"""

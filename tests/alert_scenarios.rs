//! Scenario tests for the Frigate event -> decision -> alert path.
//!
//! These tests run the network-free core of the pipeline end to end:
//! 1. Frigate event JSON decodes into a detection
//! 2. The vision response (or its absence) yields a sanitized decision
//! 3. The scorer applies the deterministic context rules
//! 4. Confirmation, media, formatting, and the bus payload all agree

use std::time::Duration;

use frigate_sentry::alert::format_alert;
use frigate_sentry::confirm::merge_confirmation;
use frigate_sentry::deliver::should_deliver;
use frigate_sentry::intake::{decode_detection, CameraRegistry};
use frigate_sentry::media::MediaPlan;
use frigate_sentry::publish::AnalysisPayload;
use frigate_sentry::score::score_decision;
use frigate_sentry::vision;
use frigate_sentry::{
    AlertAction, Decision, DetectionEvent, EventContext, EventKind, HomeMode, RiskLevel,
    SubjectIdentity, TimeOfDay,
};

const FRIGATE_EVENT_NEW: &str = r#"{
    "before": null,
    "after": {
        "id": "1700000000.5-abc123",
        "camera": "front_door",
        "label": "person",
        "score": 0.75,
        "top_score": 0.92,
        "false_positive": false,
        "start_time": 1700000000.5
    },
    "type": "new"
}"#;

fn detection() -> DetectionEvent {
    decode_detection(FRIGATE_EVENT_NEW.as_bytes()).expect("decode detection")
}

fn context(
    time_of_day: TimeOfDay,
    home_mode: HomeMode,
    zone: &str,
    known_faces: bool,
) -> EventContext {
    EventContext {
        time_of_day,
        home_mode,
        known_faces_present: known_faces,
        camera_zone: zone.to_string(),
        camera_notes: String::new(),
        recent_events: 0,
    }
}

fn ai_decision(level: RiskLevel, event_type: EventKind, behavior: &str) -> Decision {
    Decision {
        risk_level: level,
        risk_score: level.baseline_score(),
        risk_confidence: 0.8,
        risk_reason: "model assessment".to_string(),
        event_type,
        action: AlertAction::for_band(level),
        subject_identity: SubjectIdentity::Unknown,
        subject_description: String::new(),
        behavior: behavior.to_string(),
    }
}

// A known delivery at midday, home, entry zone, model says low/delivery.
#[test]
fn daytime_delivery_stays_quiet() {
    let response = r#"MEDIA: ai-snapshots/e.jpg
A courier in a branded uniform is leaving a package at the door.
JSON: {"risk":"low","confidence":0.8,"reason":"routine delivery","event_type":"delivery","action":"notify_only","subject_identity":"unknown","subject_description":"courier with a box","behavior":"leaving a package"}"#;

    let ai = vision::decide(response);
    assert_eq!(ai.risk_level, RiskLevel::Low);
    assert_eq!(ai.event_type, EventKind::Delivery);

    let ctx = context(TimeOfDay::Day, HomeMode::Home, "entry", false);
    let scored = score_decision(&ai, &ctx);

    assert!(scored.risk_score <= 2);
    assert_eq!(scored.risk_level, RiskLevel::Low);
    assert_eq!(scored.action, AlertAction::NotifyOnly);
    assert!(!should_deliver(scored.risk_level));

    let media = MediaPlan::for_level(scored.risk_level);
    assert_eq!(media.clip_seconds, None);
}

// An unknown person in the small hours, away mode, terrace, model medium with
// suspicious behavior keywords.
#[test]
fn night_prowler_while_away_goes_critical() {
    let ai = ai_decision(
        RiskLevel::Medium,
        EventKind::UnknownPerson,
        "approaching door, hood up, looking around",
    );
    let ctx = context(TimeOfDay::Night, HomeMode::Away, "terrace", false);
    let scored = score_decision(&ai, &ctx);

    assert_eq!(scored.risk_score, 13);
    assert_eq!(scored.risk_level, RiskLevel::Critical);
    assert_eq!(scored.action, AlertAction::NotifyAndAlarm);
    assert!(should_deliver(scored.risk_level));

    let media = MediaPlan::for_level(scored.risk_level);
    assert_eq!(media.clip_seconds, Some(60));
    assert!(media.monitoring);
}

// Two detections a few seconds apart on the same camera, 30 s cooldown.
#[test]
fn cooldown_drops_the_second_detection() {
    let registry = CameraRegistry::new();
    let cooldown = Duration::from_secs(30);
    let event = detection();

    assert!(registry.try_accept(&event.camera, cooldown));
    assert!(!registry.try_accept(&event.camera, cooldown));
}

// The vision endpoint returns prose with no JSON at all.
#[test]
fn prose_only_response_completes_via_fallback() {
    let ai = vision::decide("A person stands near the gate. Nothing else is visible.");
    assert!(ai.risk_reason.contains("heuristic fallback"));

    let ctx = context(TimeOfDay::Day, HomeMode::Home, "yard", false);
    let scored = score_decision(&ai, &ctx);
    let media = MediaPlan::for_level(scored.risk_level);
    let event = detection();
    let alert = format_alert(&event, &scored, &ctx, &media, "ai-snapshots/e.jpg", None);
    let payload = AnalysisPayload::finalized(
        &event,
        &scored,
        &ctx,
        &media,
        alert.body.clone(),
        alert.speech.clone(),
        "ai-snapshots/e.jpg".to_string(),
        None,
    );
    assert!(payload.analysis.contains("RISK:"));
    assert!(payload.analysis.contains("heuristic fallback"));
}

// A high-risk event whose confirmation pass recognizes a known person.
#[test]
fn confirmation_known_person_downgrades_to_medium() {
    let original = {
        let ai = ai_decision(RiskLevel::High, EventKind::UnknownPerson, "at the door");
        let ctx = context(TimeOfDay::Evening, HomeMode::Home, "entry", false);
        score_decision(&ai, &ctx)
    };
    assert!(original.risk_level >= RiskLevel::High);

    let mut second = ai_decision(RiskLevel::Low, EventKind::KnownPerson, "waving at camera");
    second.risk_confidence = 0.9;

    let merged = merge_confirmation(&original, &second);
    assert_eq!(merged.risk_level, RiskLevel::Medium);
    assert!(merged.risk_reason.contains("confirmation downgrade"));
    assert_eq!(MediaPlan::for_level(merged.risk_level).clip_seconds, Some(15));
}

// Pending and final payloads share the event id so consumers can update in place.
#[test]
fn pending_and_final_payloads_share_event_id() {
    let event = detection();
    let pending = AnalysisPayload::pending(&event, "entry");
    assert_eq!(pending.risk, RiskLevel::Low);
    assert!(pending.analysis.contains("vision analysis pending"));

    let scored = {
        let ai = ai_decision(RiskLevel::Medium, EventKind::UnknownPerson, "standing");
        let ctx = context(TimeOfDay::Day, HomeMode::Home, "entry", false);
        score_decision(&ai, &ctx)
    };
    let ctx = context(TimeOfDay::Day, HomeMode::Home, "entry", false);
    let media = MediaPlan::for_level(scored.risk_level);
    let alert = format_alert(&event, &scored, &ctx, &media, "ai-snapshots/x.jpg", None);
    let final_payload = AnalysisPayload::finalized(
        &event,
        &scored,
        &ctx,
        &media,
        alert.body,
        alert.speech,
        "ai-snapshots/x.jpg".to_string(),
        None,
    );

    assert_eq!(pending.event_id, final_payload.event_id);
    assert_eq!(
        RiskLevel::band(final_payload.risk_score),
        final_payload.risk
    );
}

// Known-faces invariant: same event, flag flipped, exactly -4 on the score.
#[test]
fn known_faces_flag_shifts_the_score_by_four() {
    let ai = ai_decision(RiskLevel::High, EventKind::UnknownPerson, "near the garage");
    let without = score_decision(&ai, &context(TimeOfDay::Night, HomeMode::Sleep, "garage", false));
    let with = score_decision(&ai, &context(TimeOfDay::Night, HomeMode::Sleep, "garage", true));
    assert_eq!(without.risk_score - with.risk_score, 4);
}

"""

_Exercise instructions_
Restate each record word for word.

_Result of the exercise_
filename tests/alert_scenarios.rs
//! Scenario tests for the Frigate event -> decision -> alert path.
//!
//! These tests run the network-free core of the pipeline end to end:
//! 1. Frigate event JSON decodes into a detection
//! 2. The vision response (or its absence) yields a sanitized decision
//! 3. The scorer applies the deterministic context rules
//! 4. Confirmation, media, formatting, and the bus payload all agree

use std::time::Duration;

use frigate_sentry::alert::format_alert;
use frigate_sentry::confirm::merge_confirmation;
use frigate_sentry::deliver::should_deliver;
use frigate_sentry::intake::{decode_detection, CameraRegistry};
use frigate_sentry::media::MediaPlan;
use frigate_sentry::publish::AnalysisPayload;
use frigate_sentry::score::score_decision;
use frigate_sentry::vision;
use frigate_sentry::{
    AlertAction, Decision, DetectionEvent, EventContext, EventKind, HomeMode, RiskLevel,
    SubjectIdentity, TimeOfDay,
};

const FRIGATE_EVENT_NEW: &str = r#"{
    "before": null,
    "after": {
        "id": "1700000000.5-abc123",
        "camera": "front_door",
        "label": "person",
        "score": 0.75,
        "top_score": 0.92,
        "false_positive": false,
        "start_time": 1700000000.5
    },
    "type": "new"
}"#;

fn detection() -> DetectionEvent {
    decode_detection(FRIGATE_EVENT_NEW.as_bytes()).expect("decode detection")
}

fn context(
    time_of_day: TimeOfDay,
    home_mode: HomeMode,
    zone: &str,
    known_faces: bool,
) -> EventContext {
    EventContext {
        time_of_day,
        home_mode,
        known_faces_present: known_faces,
        camera_zone: zone.to_string(),
        camera_notes: String::new(),
        recent_events: 0,
    }
}

fn ai_decision(level: RiskLevel, event_type: EventKind, behavior: &str) -> Decision {
    Decision {
        risk_level: level,
        risk_score: level.baseline_score(),
        risk_confidence: 0.8,
        risk_reason: "model assessment".to_string(),
        event_type,
        action: AlertAction::for_band(level),
        subject_identity: SubjectIdentity::Unknown,
        subject_description: String::new(),
        behavior: behavior.to_string(),
    }
}

// A known delivery at midday, home, entry zone, model says low/delivery.
#[test]
fn daytime_delivery_stays_quiet() {
    let response = r#"MEDIA: ai-snapshots/e.jpg
A courier in a branded uniform is leaving a package at the door.
JSON: {"risk":"low","confidence":0.8,"reason":"routine delivery","event_type":"delivery","action":"notify_only","subject_identity":"unknown","subject_description":"courier with a box","behavior":"leaving a package"}"#;

    let ai = vision::decide(response);
    assert_eq!(ai.risk_level, RiskLevel::Low);
    assert_eq!(ai.event_type, EventKind::Delivery);

    let ctx = context(TimeOfDay::Day, HomeMode::Home, "entry", false);
    let scored = score_decision(&ai, &ctx);

    assert!(scored.risk_score <= 2);
    assert_eq!(scored.risk_level, RiskLevel::Low);
    assert_eq!(scored.action, AlertAction::NotifyOnly);
    assert!(!should_deliver(scored.risk_level));

    let media = MediaPlan::for_level(scored.risk_level);
    assert_eq!(media.clip_seconds, None);
}

// An unknown person in the small hours, away mode, terrace, model medium with
// suspicious behavior keywords.
#[test]
fn night_prowler_while_away_goes_critical() {
    let ai = ai_decision(
        RiskLevel::Medium,
        EventKind::UnknownPerson,
        "approaching door, hood up, looking around",
    );
    let ctx = context(TimeOfDay::Night, HomeMode::Away, "terrace", false);
    let scored = score_decision(&ai, &ctx);

    assert_eq!(scored.risk_score, 13);
    assert_eq!(scored.risk_level, RiskLevel::Critical);
    assert_eq!(scored.action, AlertAction::NotifyAndAlarm);
    assert!(should_deliver(scored.risk_level));

    let media = MediaPlan::for_level(scored.risk_level);
    assert_eq!(media.clip_seconds, Some(60));
    assert!(media.monitoring);
}

// Two detections a few seconds apart on the same camera, 30 s cooldown.
#[test]
fn cooldown_drops_the_second_detection() {
    let registry = CameraRegistry::new();
    let cooldown = Duration::from_secs(30);
    let event = detection();

    assert!(registry.try_accept(&event.camera, cooldown));
    assert!(!registry.try_accept(&event.camera, cooldown));
}

// The vision endpoint returns prose with no JSON at all.
#[test]
fn prose_only_response_completes_via_fallback() {
    let ai = vision::decide("A person stands near the gate. Nothing else is visible.");
    assert!(ai.risk_reason.contains("heuristic fallback"));

    let ctx = context(TimeOfDay::Day, HomeMode::Home, "yard", false);
    let scored = score_decision(&ai, &ctx);
    let media = MediaPlan::for_level(scored.risk_level);
    let event = detection();
    let alert = format_alert(&event, &scored, &ctx, &media, "ai-snapshots/e.jpg", None);
    let payload = AnalysisPayload::finalized(
        &event,
        &scored,
        &ctx,
        &media,
        alert.body.clone(),
        alert.speech.clone(),
        "ai-snapshots/e.jpg".to_string(),
        None,
    );
    assert!(payload.analysis.contains("RISK:"));
    assert!(payload.analysis.contains("heuristic fallback"));
}

// A high-risk event whose confirmation pass recognizes a known person.
#[test]
fn confirmation_known_person_downgrades_to_medium() {
    let original = {
        let ai = ai_decision(RiskLevel::High, EventKind::UnknownPerson, "at the door");
        let ctx = context(TimeOfDay::Evening, HomeMode::Home, "entry", false);
        score_decision(&ai, &ctx)
    };
    assert!(original.risk_level >= RiskLevel::High);

    let mut second = ai_decision(RiskLevel::Low, EventKind::KnownPerson, "waving at camera");
    second.risk_confidence = 0.9;

    let merged = merge_confirmation(&original, &second);
    assert_eq!(merged.risk_level, RiskLevel::Medium);
    assert!(merged.risk_reason.contains("confirmation downgrade"));
    assert_eq!(MediaPlan::for_level(merged.risk_level).clip_seconds, Some(15));
}

// Pending and final payloads share the event id so consumers can update in place.
#[test]
fn pending_and_final_payloads_share_event_id() {
    let event = detection();
    let pending = AnalysisPayload::pending(&event, "entry");
    assert_eq!(pending.risk, RiskLevel::Low);
    assert!(pending.analysis.contains("vision analysis pending"));

    let scored = {
        let ai = ai_decision(RiskLevel::Medium, EventKind::UnknownPerson, "standing");
        let ctx = context(TimeOfDay::Day, HomeMode::Home, "entry", false);
        score_decision(&ai, &ctx)
    };
    let ctx = context(TimeOfDay::Day, HomeMode::Home, "entry", false);
    let media = MediaPlan::for_level(scored.risk_level);
    let alert = format_alert(&event, &scored, &ctx, &media, "ai-snapshots/x.jpg", None);
    let final_payload = AnalysisPayload::finalized(
        &event,
        &scored,
        &ctx,
        &media,
        alert.body,
        alert.speech,
        "ai-snapshots/x.jpg".to_string(),
        None,
    );

    assert_eq!(pending.event_id, final_payload.event_id);
    assert_eq!(
        RiskLevel::band(final_payload.risk_score),
        final_payload.risk
    );
}

// Known-faces invariant: same event, flag flipped, exactly -4 on the score.
#[test]
fn known_faces_flag_shifts_the_score_by_four() {
    let ai = ai_decision(RiskLevel::High, EventKind::UnknownPerson, "near the garage");
    let without = score_decision(&ai, &context(TimeOfDay::Night, HomeMode::Sleep, "garage", false));
    let with = score_decision(&ai, &context(TimeOfDay::Night, HomeMode::Sleep, "garage", true));
    assert_eq!(without.risk_score - with.risk_score, 4);
}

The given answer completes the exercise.